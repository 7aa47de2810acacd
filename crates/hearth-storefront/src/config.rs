//! # Display Configuration
//!
//! Display-currency settings for the session.
//!
//! All amounts are stored and computed in base-currency cents (USD). The
//! shopper-facing currency is derived at render time by a fixed
//! multiplicative rate; nothing that is stored or compared ever leaves
//! the base unit.
//!
//! ```text
//! ┌─────────────────────────────────────────────────────────────────────┐
//! │                    Currency Boundaries                              │
//! │                                                                     │
//! │  Catalog / Cart / Checkout math        Display layer                │
//! │  ──────────────────────────────        ─────────────                │
//! │  Money (USD cents)            ──────►  to_display() / format()      │
//! │  $999.00 stays 99900                   MK999000 (rate 1000, 0 dp)   │
//! │                                                                     │
//! │  Conversion is one-way and render-only.                             │
//! └─────────────────────────────────────────────────────────────────────┘
//! ```

use serde::{Deserialize, Serialize};

use hearth_core::Money;

/// Display-currency configuration.
///
/// Read-only after session initialization.
#[derive(Debug, Clone, Serialize, Deserialize)]
#[serde(rename_all = "camelCase")]
pub struct DisplayConfig {
    /// Display currency code (ISO 4217).
    pub currency_code: String,

    /// Display currency symbol.
    pub currency_symbol: String,

    /// Number of decimal places shown in the display currency.
    pub currency_decimals: u8,

    /// Display units per one base major unit (1 USD = `rate` MWK).
    pub conversion_rate: i64,
}

impl Default for DisplayConfig {
    /// Returns the default display configuration: Malawian kwacha at a
    /// fixed 1000:1 rate, shown without decimals.
    fn default() -> Self {
        DisplayConfig {
            currency_code: "MWK".to_string(),
            currency_symbol: "MK".to_string(),
            currency_decimals: 0,
            conversion_rate: 1000,
        }
    }
}

impl DisplayConfig {
    /// Converts a base amount to display-currency minor units.
    ///
    /// ## Example
    /// ```rust
    /// use hearth_core::Money;
    /// use hearth_storefront::DisplayConfig;
    ///
    /// let config = DisplayConfig::default();
    /// assert_eq!(config.to_display(Money::from_dollars(999)), 999_000);
    /// ```
    pub fn to_display(&self, amount: Money) -> i64 {
        // base cents -> display minor units:
        //   cents / 100 (major units) * rate * 10^decimals
        // computed in one i128 expression, rounding half away from zero
        let scale = 10_i64.pow(self.currency_decimals as u32);
        let numerator = amount.cents() as i128 * self.conversion_rate as i128 * scale as i128;
        let rounded = if numerator >= 0 {
            (numerator + 50) / 100
        } else {
            (numerator - 50) / 100
        };
        rounded as i64
    }

    /// Formats a base amount in the display currency.
    ///
    /// ## Example
    /// ```rust
    /// use hearth_core::Money;
    /// use hearth_storefront::DisplayConfig;
    ///
    /// let config = DisplayConfig::default();
    /// assert_eq!(config.format(Money::from_dollars(1299)), "MK1299000");
    /// ```
    pub fn format(&self, amount: Money) -> String {
        let minor = self.to_display(amount);
        let sign = if minor < 0 { "-" } else { "" };
        let minor = minor.abs();

        if self.currency_decimals == 0 {
            return format!("{}{}{}", sign, self.currency_symbol, minor);
        }

        let scale = 10_i64.pow(self.currency_decimals as u32);
        format!(
            "{}{}{}.{:0width$}",
            sign,
            self.currency_symbol,
            minor / scale,
            minor % scale,
            width = self.currency_decimals as usize
        )
    }
}

#[cfg(test)]
mod tests {
    use super::*;

    #[test]
    fn test_default_rate_is_one_thousand() {
        let config = DisplayConfig::default();
        assert_eq!(config.currency_code, "MWK");
        assert_eq!(config.conversion_rate, 1000);
        assert_eq!(config.currency_decimals, 0);
    }

    #[test]
    fn test_to_display_multiplies_by_rate() {
        let config = DisplayConfig::default();
        assert_eq!(config.to_display(Money::from_dollars(999)), 999_000);
        assert_eq!(config.to_display(Money::from_cents(50)), 500);
        assert_eq!(config.to_display(Money::zero()), 0);
    }

    #[test]
    fn test_format_no_decimals() {
        let config = DisplayConfig::default();
        assert_eq!(config.format(Money::from_dollars(1299)), "MK1299000");
        assert_eq!(config.format(Money::from_dollars(15)), "MK15000");
        assert_eq!(config.format(Money::zero()), "MK0");
    }

    #[test]
    fn test_format_with_decimals() {
        let config = DisplayConfig {
            currency_code: "USD".to_string(),
            currency_symbol: "$".to_string(),
            currency_decimals: 2,
            conversion_rate: 1,
        };
        assert_eq!(config.format(Money::from_cents(1099)), "$10.99");
        assert_eq!(config.format(Money::from_cents(-550)), "-$5.50");
    }

    #[test]
    fn test_conversion_does_not_touch_base_values() {
        let config = DisplayConfig::default();
        let amount = Money::from_dollars(210);

        let _ = config.to_display(amount);
        let _ = config.format(amount);

        assert_eq!(amount, Money::from_dollars(210));
    }
}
==========
__YOUR GOAL__
Extract the lines above, from the first one through the one containing "time by a fixed", and return only those, unchanged.

__RESULT OF THIS TASK__
repository 7aa47de2810acacd
filename crates/hearth-storefront/src/config.rs
//! # Display Configuration
//!
//! Display-currency settings for the session.
//!
//! All amounts are stored and computed in base-currency cents (USD). The
//! shopper-facing currency is derived at render time by a fixed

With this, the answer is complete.